The power happens because this lets people create software gadgets without knowing how they’ll be used, it lets people build tools that use data without knowing where the data will come from, and it lets people build big new systems just by assembling them out of “software Legos.”

And in healthcare, that’s what free public tools like Google Health and Microsoft HealthVault enable. Here’s the personal example that hit me recently and tipped me:

When I was discharged from the hospital after my first week of Interleukin, I was given a complex medication schedule grid – which had to be created with pencil and ruler by a highly trained nurse.

This was not a sensible use of her time. So, being a software thinker, I spec’d out a “Med Minder” program that would take prescription instructions (“take this one 3x/day, take this one with meals,” etc) and spit out a nicely printed daily schedule. I had additional ideas: “mash it up” with a database of pill images so you can see what pills to take; “mash it up” with a database of different Walgreen’s pillboxes so you can see what to put in each cell of your particular pillbox.

I talked to a few people about it and hadn’t found anyone interested in the idea.

But at the Google Health booth at a recent trade show, look what I saw: ePillBox.info. It takes your prescription info from Google Health and tells you how to fill your pillbox.

It was an epiphany: put my data in there, and I get access to mash-ups. All kinds of potential tools that I know could be useful become possible. The healthcare establishment isn’t getting around to doing them, but ordinary data geeks are.

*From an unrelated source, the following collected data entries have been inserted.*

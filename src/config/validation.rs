//! Configuration validation.
//!
//! # Responsibilities
//! - Semantic validation (serde handles syntactic)
//! - Validate value ranges (timeouts > 0, thresholds > 0)
//! - Check that host and metrics addresses parse
//!
//! # Design Decisions
//! - Returns all validation errors, not just first
//! - Validation is pure function: HealthProbeConfig → Result<(), Vec<ValidationError>>
//! - Runs before config is accepted into the system

use std::net::SocketAddr;

use thiserror::Error;

use crate::config::schema::HealthProbeConfig;

const LOG_LEVELS: [&str; 5] = ["trace", "debug", "info", "warn", "error"];

/// A single semantic problem found in a configuration.
#[derive(Debug, Clone, PartialEq, Eq, Error)]
pub enum ValidationError {
    #[error("cluster name must not be empty")]
    EmptyClusterName,

    #[error("cluster has no hosts")]
    NoHosts,

    #[error("invalid host address: {0}")]
    InvalidHostAddress(String),

    #[error("health check path must start with '/': {0}")]
    InvalidPath(String),

    #[error("{0} must be greater than zero")]
    Zero(&'static str),

    #[error("timeout ({timeout_ms}ms) must be shorter than the interval ({interval_secs}s)")]
    TimeoutExceedsInterval { timeout_ms: u64, interval_secs: u64 },

    #[error("unknown log level: {0}")]
    UnknownLogLevel(String),

    #[error("invalid metrics address: {0}")]
    InvalidMetricsAddress(String),
}

/// Validate a parsed configuration, collecting every problem found.
pub fn validate_config(config: &HealthProbeConfig) -> Result<(), Vec<ValidationError>> {
    let mut errors = Vec::new();

    if config.cluster.name.trim().is_empty() {
        errors.push(ValidationError::EmptyClusterName);
    }
    if config.cluster.hosts.is_empty() {
        errors.push(ValidationError::NoHosts);
    }
    for host in &config.cluster.hosts {
        if host.address.parse::<SocketAddr>().is_err() {
            errors.push(ValidationError::InvalidHostAddress(host.address.clone()));
        }
    }

    let hc = &config.health_check;
    if !hc.path.starts_with('/') {
        errors.push(ValidationError::InvalidPath(hc.path.clone()));
    }
    if hc.interval_secs == 0 {
        errors.push(ValidationError::Zero("interval_secs"));
    }
    if hc.timeout_ms == 0 {
        errors.push(ValidationError::Zero("timeout_ms"));
    }
    if hc.connect_timeout_ms == 0 {
        errors.push(ValidationError::Zero("connect_timeout_ms"));
    }
    if hc.healthy_threshold == 0 {
        errors.push(ValidationError::Zero("healthy_threshold"));
    }
    if hc.unhealthy_threshold == 0 {
        errors.push(ValidationError::Zero("unhealthy_threshold"));
    }
    if hc.interval_secs > 0 && hc.timeout() >= hc.interval() {
        errors.push(ValidationError::TimeoutExceedsInterval {
            timeout_ms: hc.timeout_ms,
            interval_secs: hc.interval_secs,
        });
    }

    let obs = &config.observability;
    if !LOG_LEVELS.contains(&obs.log_level.to_ascii_lowercase().as_str()) {
        errors.push(ValidationError::UnknownLogLevel(obs.log_level.clone()));
    }
    if obs.metrics_enabled && obs.metrics_address.parse::<SocketAddr>().is_err() {
        errors.push(ValidationError::InvalidMetricsAddress(obs.metrics_address.clone()));
    }

    if errors.is_empty() {
        Ok(())
    } else {
        Err(errors)
    }
}
/// Deliver one response to the stream's decoder.
async fn exchange(response: ResponseFuture, stream: PendingStream) {
    let response = match response.await {
        Ok(response) => response,
        Err(e) => {
            tracing::debug!(stream = stream.id, error = %e, "Request failed");
            stream.reset(reset_reason(&e));
            return;
        }
    };

    let (parts, mut body) = response.into_parts();
    let mut headers = to_header_map(&parts.headers);
    headers.insert(HEADER_STATUS.to_string(), parts.status.as_u16().to_string());

    let end_stream = body.is_end_stream();
    stream.decoder.on_decode_headers(headers, end_stream);
    if end_stream {
        return;
    }

    loop {
        match body.frame().await {
            None => {
                stream.decoder.on_decode_data(Bytes::new(), true);
                return;
            }
            Some(Err(e)) => {
                tracing::debug!(stream = stream.id, error = %e, "Response body failed");
                stream.reset(reset_reason(&e));
                return;
            }
            Some(Ok(frame)) => match frame.into_data() {
                Ok(data) => {
                    let end_stream = body.is_end_stream();
                    stream.decoder.on_decode_data(data, end_stream);
                    if end_stream {
                        return;
                    }
                }
                Err(frame) => {
                    if let Ok(trailers) = frame.into_trailers() {
                        stream.decoder.on_decode_trailers(to_header_map(&trailers));
                        return;
                    }
                }
            },
        }
    }
}

struct Exchanges {
    tasks: JoinSet<u64>,
    open: HashMap<u64, Vec<Arc<dyn StreamCallbacks>>>,
}

impl Exchanges {
    fn new() -> Self {
        Self {
            tasks: JoinSet::new(),
            open: HashMap::new(),
        }
    }

    async fn dispatch(
        &mut self,
        sender: &mut Sender,
        protocol: CodecProtocol,
        stream: PendingStream,
    ) {
        let request = match build_request(protocol, &stream.headers) {
            Ok(request) => request,
            Err(e) => {
                tracing::warn!(stream = stream.id, error = %e, "Dropping malformed probe request");
                stream.reset(StreamResetReason::LocalReset);
                return;
            }
        };
        if let Err(e) = sender.ready().await {
            tracing::debug!(stream = stream.id, error = %e, "Connection not ready");
            stream.reset(StreamResetReason::ConnectionTermination);
            return;
        }

        let id = stream.id;
        self.open.insert(id, stream.callbacks.clone());
        let response = sender.send(request);
        self.tasks.spawn(async move {
            exchange(response, stream).await;
            id
        });
    }

    fn finished(&mut self, joined: Result<u64, tokio::task::JoinError>) {
        if let Ok(id) = joined {
            self.open.remove(&id);
        }
    }

    /// Abort every exchange and reset its stream.
    fn abort(mut self, reason: StreamResetReason) {
        self.tasks.abort_all();
        for (_, callbacks) in self.open.drain() {
            reset_all(&callbacks, reason);
        }
    }

    /// Let running exchanges observe the dead connection on their own.
    async fn drain(mut self, reason: StreamResetReason) {
        while let Some(joined) = self.tasks.join_next().await {
            self.finished(joined);
        }
        self.abort(reason);
    }
}

async fn run_connection(
    protocol: CodecProtocol,
    data: CreateConnectionData,
    mut commands: mpsc::UnboundedReceiver<Command>,
) {
    let CreateConnectionData {
        connection,
        host_info,
    } = data;
    let ConnectionSpec {
        address,
        connect_timeout,
        guard,
    } = connection;
    let HostDescription { cluster, .. } = host_info;
    let connection_id = guard.id();

    let connecting = connect(protocol, address, connect_timeout);
    tokio::pin!(connecting);
    let mut queued = Vec::new();

    let (mut sender, mut driver) = loop {
        tokio::select! {
            result = &mut connecting => match result {
                Ok(parts) => break parts,
                Err(e) => {
                    tracing::warn!(
                        cluster = %cluster,
                        host = %address,
                        connection_id = %connection_id,
                        error = %e,
                        "Probe connection failed"
                    );
                    fail_remaining(queued, &mut commands, StreamResetReason::ConnectionFailure);
                    return;
                }
            },
            command = commands.recv() => match command {
                Some(Command::Send(stream)) => queued.push(stream),
                Some(Command::Close) | None => {
                    fail_remaining(queued, &mut commands, StreamResetReason::ConnectionTermination);
                    return;
                }
            },
        }
    };

    tracing::debug!(
        cluster = %cluster,
        host = %address,
        connection_id = %connection_id,
        protocol = %protocol,
        "Probe connection established"
    );

    let mut exchanges = Exchanges::new();
    for stream in queued {
        exchanges.dispatch(&mut sender, protocol, stream).await;
    }

    let peer_closed = loop {
        tokio::select! {
            command = commands.recv() => match command {
                Some(Command::Send(stream)) => {
                    exchanges.dispatch(&mut sender, protocol, stream).await
                }
                Some(Command::Close) | None => break false,
            },
            Some(joined) = exchanges.tasks.join_next(), if !exchanges.tasks.is_empty() => {
                exchanges.finished(joined);
            }
            _ = &mut driver => break true,
        }
    };

    // No new streams from here on; `is_closed` turns true for the client.
    commands.close();
    if peer_closed {
        tracing::debug!(
            host = %address,
            connection_id = %connection_id,
            "Connection closed by peer"
        );
        drop(sender);
        exchanges.drain(StreamResetReason::ConnectionTermination).await;
    } else {
        drop(sender);
        driver.abort();
        exchanges.abort(StreamResetReason::ConnectionTermination);
    }
    fail_remaining(Vec::new(), &mut commands, StreamResetReason::ConnectionTermination);
    drop(guard);
}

So here’s how it boils down:

My goal is to help create a new world where healthcare is enormously more efficient than it is today, and where important new developments happen enormously faster than they do today.

And with that in mind, the advantages of uploading our data far outweigh the risks.

 

So I’m in.

2019 update: Google Health was discontinued years ago, and just last week Microsoft announced that HealthVault will die on November 20.